■ Provided data:
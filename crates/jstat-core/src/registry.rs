//! Gauges exported to Prometheus.
//!
//! One gauge per distinct `jstat` column name, created the first time the
//! column is observed and overwritten on every later observation. The
//! registry also carries the exporter's own scrape health metrics.

use std::collections::HashMap;
use std::time::Duration;

use prometheus::proto::MetricFamily;
use prometheus::{Encoder, Gauge, GaugeVec, IntCounterVec, Opts, Registry, TextEncoder};
use tracing::debug;

use crate::NAMESPACE;
use crate::collector::jstat::{Observation, ReportMode, mode};

/// Owns every exported metric.
pub struct GaugeRegistry {
    registry: Registry,
    gauges: HashMap<String, Gauge>,
    scrape_errors: IntCounterVec,
    scrape_success: GaugeVec,
    scrape_duration: Gauge,
}

impl GaugeRegistry {
    pub fn new() -> prometheus::Result<Self> {
        let registry = Registry::new();

        let scrape_errors = IntCounterVec::new(
            Opts::new(
                "scrape_errors_total",
                "Number of jstat invocations that failed or could not be parsed.",
            )
            .namespace(NAMESPACE),
            &["mode"],
        )?;
        let scrape_success = GaugeVec::new(
            Opts::new(
                "scrape_success",
                "Whether the last jstat invocation for a report mode succeeded.",
            )
            .namespace(NAMESPACE),
            &["mode"],
        )?;
        let scrape_duration = Gauge::with_opts(
            Opts::new(
                "scrape_duration_seconds",
                "Time spent running jstat for the last scrape.",
            )
            .namespace(NAMESPACE),
        )?;

        registry.register(Box::new(scrape_errors.clone()))?;
        registry.register(Box::new(scrape_success.clone()))?;
        registry.register(Box::new(scrape_duration.clone()))?;

        Ok(Self {
            registry,
            gauges: HashMap::new(),
            scrape_errors,
            scrape_success,
            scrape_duration,
        })
    }

    /// Sets gauge `name` to `value`, registering it on first use.
    pub fn observe(&mut self, name: &str, value: f64) -> prometheus::Result<()> {
        if let Some(gauge) = self.gauges.get(name) {
            gauge.set(value);
            return Ok(());
        }

        let gauge = new_gauge(name)?;
        self.registry.register(Box::new(gauge.clone()))?;
        gauge.set(value);
        debug!(metric = name, "registered gauge");
        self.gauges.insert(name.to_string(), gauge);
        Ok(())
    }

    /// Sets every observed gauge, or none of them.
    ///
    /// Missing gauges are created and registered before any value is written.
    /// If one of them cannot be, the ones registered by this call are removed
    /// again and existing gauges keep their values.
    pub fn observe_all(&mut self, observations: &[Observation]) -> prometheus::Result<()> {
        let mut created: Vec<(&'static str, Gauge)> = Vec::new();
        for obs in observations {
            if self.gauges.contains_key(obs.name) || created.iter().any(|(n, _)| *n == obs.name) {
                continue;
            }
            created.push((obs.name, new_gauge(obs.name)?));
        }

        for (i, (name, gauge)) in created.iter().enumerate() {
            if let Err(e) = self.registry.register(Box::new(gauge.clone())) {
                for (_, registered) in &created[..i] {
                    let _ = self.registry.unregister(Box::new(registered.clone()));
                }
                return Err(e);
            }
            debug!(metric = *name, "registered gauge");
        }

        for (name, gauge) in created {
            self.gauges.insert(name.to_string(), gauge);
        }
        for obs in observations {
            if let Some(gauge) = self.gauges.get(obs.name) {
                gauge.set(obs.value);
            }
        }
        Ok(())
    }

    /// Current value of gauge `name`, if it was ever observed.
    pub fn get(&self, name: &str) -> Option<f64> {
        self.gauges.get(name).map(|g| g.get())
    }

    /// Number of column gauges created so far.
    pub fn len(&self) -> usize {
        self.gauges.len()
    }

    pub fn is_empty(&self) -> bool {
        self.gauges.is_empty()
    }

    pub fn record_success(&self, mode: ReportMode) {
        self.scrape_success
            .with_label_values(&[mode.option()])
            .set(1.0);
    }

    pub fn record_failure(&self, mode: ReportMode) {
        self.scrape_errors.with_label_values(&[mode.option()]).inc();
        self.scrape_success
            .with_label_values(&[mode.option()])
            .set(0.0);
    }

    pub fn scrape_errors(&self, mode: ReportMode) -> u64 {
        self.scrape_errors.with_label_values(&[mode.option()]).get()
    }

    pub fn set_scrape_duration(&self, elapsed: Duration) {
        self.scrape_duration.set(elapsed.as_secs_f64());
    }

    /// Snapshot of all metric families, sorted by name.
    pub fn gather(&self) -> Vec<MetricFamily> {
        self.registry.gather()
    }

    /// Renders every metric in the Prometheus text exposition format.
    pub fn encode(&self) -> prometheus::Result<String> {
        let families = self.gather();
        let mut buffer = Vec::with_capacity(4096);
        TextEncoder::new().encode(&families, &mut buffer)?;
        String::from_utf8(buffer).map_err(|e| prometheus::Error::Msg(e.to_string()))
    }
}

fn new_gauge(name: &str) -> prometheus::Result<Gauge> {
    Gauge::with_opts(Opts::new(name, mode::describe(name)).namespace(NAMESPACE))
}

/// Content type of [`GaugeRegistry::encode`] output.
pub fn content_type() -> String {
    TextEncoder::new().format_type().to_string()
}
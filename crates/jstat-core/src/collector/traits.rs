//! Abstraction over invoking `jstat` to enable testing and mocking.
//!
//! The `CommandRunner` trait lets the collector work with the real `jstat`
//! binary or with canned output in tests.

use std::env;
use std::fmt;
use std::path::{Path, PathBuf};
use std::process::Command;
use std::sync::Arc;

use super::jstat::{ParseError, ReportMode};

/// Error type for collection failures.
#[derive(Debug)]
pub enum CollectError {
    /// The diagnostic tool does not exist or is not executable.
    ToolNotFound(PathBuf),
    /// The tool could not be spawned, exited non-zero, or printed non-UTF-8.
    CommandFailed { mode: ReportMode, reason: String },
    /// The tool's output did not match the mode's column layout.
    Parse { mode: ReportMode, error: ParseError },
    /// A parsed value could not be published as a gauge.
    Registry { mode: ReportMode, reason: String },
}

impl fmt::Display for CollectError {
    fn fmt(&self, f: &mut fmt::Formatter<'_>) -> fmt::Result {
        match self {
            CollectError::ToolNotFound(path) => {
                write!(f, "jstat not found at {}", path.display())
            }
            CollectError::CommandFailed { mode, reason } => {
                write!(f, "jstat -{} failed: {}", mode, reason)
            }
            CollectError::Parse { mode, error } => {
                write!(f, "jstat -{} output: {}", mode, error)
            }
            CollectError::Registry { mode, reason } => {
                write!(f, "jstat -{} gauge: {}", mode, reason)
            }
        }
    }
}

impl std::error::Error for CollectError {
    fn source(&self) -> Option<&(dyn std::error::Error + 'static)> {
        match self {
            CollectError::Parse { error, .. } => Some(error),
            _ => None,
        }
    }
}

/// Runs one `jstat` report against a target VM.
pub trait CommandRunner: Send + Sync {
    /// Returns the captured standard output of `jstat -<mode> <target>`.
    fn run(&self, mode: ReportMode, target: &str) -> Result<String, CollectError>;
}

impl<T: CommandRunner + ?Sized> CommandRunner for Box<T> {
    fn run(&self, mode: ReportMode, target: &str) -> Result<String, CollectError> {
        (**self).run(mode, target)
    }
}

impl<T: CommandRunner + ?Sized> CommandRunner for Arc<T> {
    fn run(&self, mode: ReportMode, target: &str) -> Result<String, CollectError> {
        (**self).run(mode, target)
    }
}

/// Runner that spawns the real `jstat` binary.
#[derive(Debug, Clone)]
pub struct JstatRunner {
    tool: PathBuf,
}

impl JstatRunner {
    /// Creates a runner for an already resolved tool path (see [`resolve_tool`]).
    pub fn new(tool: impl Into<PathBuf>) -> Self {
        Self { tool: tool.into() }
    }

    pub fn tool(&self) -> &Path {
        &self.tool
    }
}

impl CommandRunner for JstatRunner {
    fn run(&self, mode: ReportMode, target: &str) -> Result<String, CollectError> {
        let output = Command::new(&self.tool)
            .arg(mode.flag())
            .arg(target)
            .output()
            .map_err(|e| CollectError::CommandFailed {
                mode,
                reason: e.to_string(),
            })?;

        if !output.status.success() {
            let stderr = String::from_utf8_lossy(&output.stderr);
            let stderr = stderr.trim();
            let reason = if stderr.is_empty() {
                output.status.to_string()
            } else {
                format!("{}: {}", output.status, stderr)
            };
            return Err(CollectError::CommandFailed { mode, reason });
        }

        String::from_utf8(output.stdout).map_err(|e| CollectError::CommandFailed {
            mode,
            reason: format!("non-UTF-8 output: {}", e),
        })
    }
}

/// Resolves the `jstat` executable.
///
/// A path with a directory component must name an executable file. A bare
/// name is looked up in `PATH`.
pub fn resolve_tool(path: &Path) -> Result<PathBuf, CollectError> {
    if path.components().count() > 1 || path.is_absolute() {
        return if is_executable(path) {
            Ok(path.to_path_buf())
        } else {
            Err(CollectError::ToolNotFound(path.to_path_buf()))
        };
    }

    env::var_os("PATH")
        .and_then(|paths| {
            env::split_paths(&paths)
                .map(|dir| dir.join(path))
                .find(|candidate| is_executable(candidate))
        })
        .ok_or_else(|| CollectError::ToolNotFound(path.to_path_buf()))
}

#[cfg(unix)]
fn is_executable(path: &Path) -> bool {
    use std::os::unix::fs::PermissionsExt;

    path.metadata()
        .map(|m| m.is_file() && m.permissions().mode() & 0o111 != 0)
        .unwrap_or(false)
}

#[cfg(not(unix))]
fn is_executable(path: &Path) -> bool {
    path.is_file()
}
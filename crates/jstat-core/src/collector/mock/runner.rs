//! Mock command runner serving canned `jstat` output per report mode.

use std::collections::HashMap;
use std::sync::Mutex;

use crate::collector::jstat::ReportMode;
use crate::collector::traits::{CollectError, CommandRunner};

/// Runner that answers from memory.
///
/// Modes without a registered response fail with `CommandFailed`, which is
/// what the real tool does for an unsupported option.
#[derive(Debug, Default)]
pub struct MockRunner {
    /// Map from mode to stdout (`Ok`) or failure reason (`Err`).
    responses: HashMap<ReportMode, Result<String, String>>,
    /// Every `(mode, target)` the runner was asked for, in order.
    calls: Mutex<Vec<(ReportMode, String)>>,
}

impl MockRunner {
    /// Creates a runner with no responses.
    pub fn new() -> Self {
        Self::default()
    }

    /// Sets the output printed for `mode`.
    pub fn add_output(&mut self, mode: ReportMode, output: impl Into<String>) {
        self.responses.insert(mode, Ok(output.into()));
    }

    /// Makes `mode` fail as if the tool exited with an error.
    pub fn add_failure(&mut self, mode: ReportMode, reason: impl Into<String>) {
        self.responses.insert(mode, Err(reason.into()));
    }

    /// Invocations so far.
    pub fn calls(&self) -> Vec<(ReportMode, String)> {
        self.calls
            .lock()
            .map(|calls| calls.clone())
            .unwrap_or_default()
    }
}

impl CommandRunner for MockRunner {
    fn run(&self, mode: ReportMode, target: &str) -> Result<String, CollectError> {
        if let Ok(mut calls) = self.calls.lock() {
            calls.push((mode, target.to_string()));
        }

        match self.responses.get(&mode) {
            Some(Ok(output)) => Ok(output.clone()),
            Some(Err(reason)) => Err(CollectError::CommandFailed {
                mode,
                reason: reason.clone(),
            }),
            None => Err(CollectError::CommandFailed {
                mode,
                reason: format!("no mock output for -{}", mode),
            }),
        }
    }
}
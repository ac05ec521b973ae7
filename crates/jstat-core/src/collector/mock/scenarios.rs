//! Pre-built `jstat` outputs for testing.
//!
//! Captured from a JDK 8 HotSpot VM running the parallel collector.

use super::runner::MockRunner;
use crate::collector::jstat::ReportMode;

pub const GCCAPACITY: &str = "\
 NGCMN    NGCMX     NGC     S0C   S1C       EC      OGCMN      OGCMX       OGC         OC       MCMN     MCMX      MC     CCSMN    CCSMX     CCSC    YGC    FGC 
 43520.0 697856.0  43520.0 1536.0 1536.0  40448.0    87552.0  1395712.0    87552.0    87552.0      0.0 1056768.0   4864.0      0.0 1048576.0    512.0      5     2
";

pub const GCOLD: &str = "\
   MC       MU      CCSC     CCSU       OC          OU       YGC    FGC    FGCT     GCT   
  4864.0   4283.5    512.0    457.4     87552.0      9182.3      5     2    0.041    0.083
";

pub const GCNEW: &str = "\
 S0C    S1C    S0U    S1U   TT MTT  DSS      EC       EU     YGC     YGCT  
1536.0 1536.0    0.0  992.1  7  15 1536.0  40448.0  21030.6      5    0.042
";

pub const GC: &str = "\
 S0C    S1C    S0U    S1U      EC       EU        OC         OU       MC     MU    CCSC   CCSU   YGC     YGCT    FGC    FGCT     GCT   
1536.0 1536.0  0.0   992.1  40448.0  21030.6   87552.0     9182.3   4864.0 4283.5 512.0  457.4      5    0.042   2      0.041    0.083
";

impl MockRunner {
    /// A healthy VM answering every report mode.
    pub fn typical_jvm() -> Self {
        let mut runner = Self::new();
        runner.add_output(ReportMode::Capacity, GCCAPACITY);
        runner.add_output(ReportMode::Old, GCOLD);
        runner.add_output(ReportMode::New, GCNEW);
        runner.add_output(ReportMode::Summary, GC);
        runner
    }

    /// The target VM exited: every invocation fails the way `jstat` reports it.
    pub fn vm_gone() -> Self {
        let mut runner = Self::new();
        for mode in ReportMode::ALL {
            runner.add_failure(mode, "exit status: 1: 4242 not found");
        }
        runner
    }
}
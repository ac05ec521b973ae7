//! jstat-core: the parse-and-map pipeline behind `jstat-exporter`.
//!
//! Provides:
//! - `collector`: report modes, the `jstat` command runner, the column
//!   extractor and the per-scrape collector that chains them
//! - `registry`: lazily created Prometheus gauges plus exporter self-metrics

pub mod collector;
pub mod registry;

/// Crate version with the short git SHA of the build.
pub const VERSION: &str = concat!(env!("CARGO_PKG_VERSION"), " (", env!("JSTAT_GIT_SHA"), ")");

/// Prefix applied to every exported metric name.
pub const NAMESPACE: &str = "jstat";
//! Access logging and Basic Auth middleware.

use std::future::Future;
use std::net::SocketAddr;
use std::pin::Pin;
use std::sync::Arc;
use std::task::{Context, Poll};
use std::time::Instant;

use axum::extract::{Request, State};
use axum::http::{StatusCode, header};
use axum::middleware::Next;
use axum::response::IntoResponse;
use base64::Engine;
use tracing::{debug, info, warn};

/// Paths reachable without credentials.
const PUBLIC_PATHS: &[&str] = &["/health"];

// ============================================================
// Access log layer (tower Layer + Service)
// ============================================================

#[derive(Clone)]
pub(crate) struct AccessLogLayer;

impl<S> tower::Layer<S> for AccessLogLayer {
    type Service = AccessLogService<S>;
    fn layer(&self, inner: S) -> Self::Service {
        AccessLogService { inner }
    }
}

/// Authenticated username, inserted into request extensions by the auth middleware.
#[derive(Clone)]
pub(crate) struct AuthUser(pub(crate) String);

#[derive(Clone)]
pub(crate) struct AccessLogService<S> {
    inner: S,
}

impl<S> tower::Service<Request> for AccessLogService<S>
where
    S: tower::Service<Request, Response = axum::response::Response> + Clone + Send + 'static,
    S::Future: Send,
{
    type Response = axum::response::Response;
    type Error = S::Error;
    type Future = Pin<Box<dyn Future<Output = Result<Self::Response, Self::Error>> + Send>>;

    fn poll_ready(&mut self, cx: &mut Context<'_>) -> Poll<Result<(), Self::Error>> {
        self.inner.poll_ready(cx)
    }

    fn call(&mut self, req: Request) -> Self::Future {
        let method = req.method().clone();
        let path = req.uri().path().to_owned();
        let client = req
            .extensions()
            .get::<axum::extract::ConnectInfo<SocketAddr>>()
            .map(|ci| ci.0.ip().to_string())
            .unwrap_or_else(|| "-".to_owned());
        let t0 = Instant::now();

        let mut inner = self.inner.clone();
        Box::pin(async move {
            let response = inner.call(req).await?;
            let latency_ms = t0.elapsed().as_millis() as u64;
            let status = response.status().as_u16();
            let user = response
                .extensions()
                .get::<AuthUser>()
                .map(|u| u.0.clone())
                .unwrap_or_else(|| "-".to_owned());
            if path == "/favicon.ico" {
                debug!(client, user, status, latency_ms, "{method} {path}");
            } else {
                info!(client, user, status, latency_ms, "{method} {path}");
            }
            Ok(response)
        })
    }
}

// ============================================================
// Basic Auth middleware
// ============================================================

pub(crate) struct BasicCredentials {
    pub(crate) user: String,
    pub(crate) password: String,
}

fn unauthorized() -> axum::response::Response {
    (
        StatusCode::UNAUTHORIZED,
        [(header::WWW_AUTHENTICATE, "Basic realm=\"jstat-exporter\"")],
        "Unauthorized",
    )
        .into_response()
}

/// Decodes an `Authorization: Basic ...` header value into `(user, password)`.
fn decode_basic(value: &str) -> Result<(String, String), &'static str> {
    let encoded = value.strip_prefix("Basic ").ok_or("not basic auth")?;
    let decoded = base64::engine::general_purpose::STANDARD
        .decode(encoded.trim())
        .map_err(|_| "invalid base64")?;
    let decoded = String::from_utf8(decoded).map_err(|_| "invalid utf8")?;
    let (user, pass) = decoded.split_once(':').ok_or("malformed credentials")?;
    Ok((user.to_owned(), pass.to_owned()))
}

pub(crate) async fn basic_auth_middleware(
    State(creds): State<Arc<BasicCredentials>>,
    req: Request,
    next: Next,
) -> axum::response::Response {
    let path = req.uri().path().to_owned();
    if PUBLIC_PATHS.contains(&path.as_str()) {
        return next.run(req).await;
    }

    let Some(auth_header) = req.headers().get(header::AUTHORIZATION) else {
        warn!(path = %path, "auth failed: no authorization header");
        return unauthorized();
    };

    let Ok(auth_str) = auth_header.to_str() else {
        warn!(path = %path, "auth failed: invalid header encoding");
        return unauthorized();
    };

    let (user, pass) = match decode_basic(auth_str) {
        Ok(pair) => pair,
        Err(reason) => {
            warn!(path = %path, reason, "auth failed");
            return unauthorized();
        }
    };

    if user != creds.user || pass != creds.password {
        warn!(user = %user, path = %path, "auth failed: invalid credentials");
        return unauthorized();
    }

    debug!(user = %user, path = %path, "authenticated");
    let mut response = next.run(req).await;
    response.extensions_mut().insert(AuthUser(user));
    response
}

■ What the task asks:
Emit an exact copy of the lines spanning the start of the records to the line containing "use std::time::Duration;", inclusive, and no other output.

■ Expected output:
filename crates/jstat-core/src/registry.rs
//! Gauges exported to Prometheus.
//!
//! One gauge per distinct `jstat` column name, created the first time the
//! column is observed and overwritten on every later observation. The
//! registry also carries the exporter's own scrape health metrics.

use std::collections::HashMap;
use std::time::Duration;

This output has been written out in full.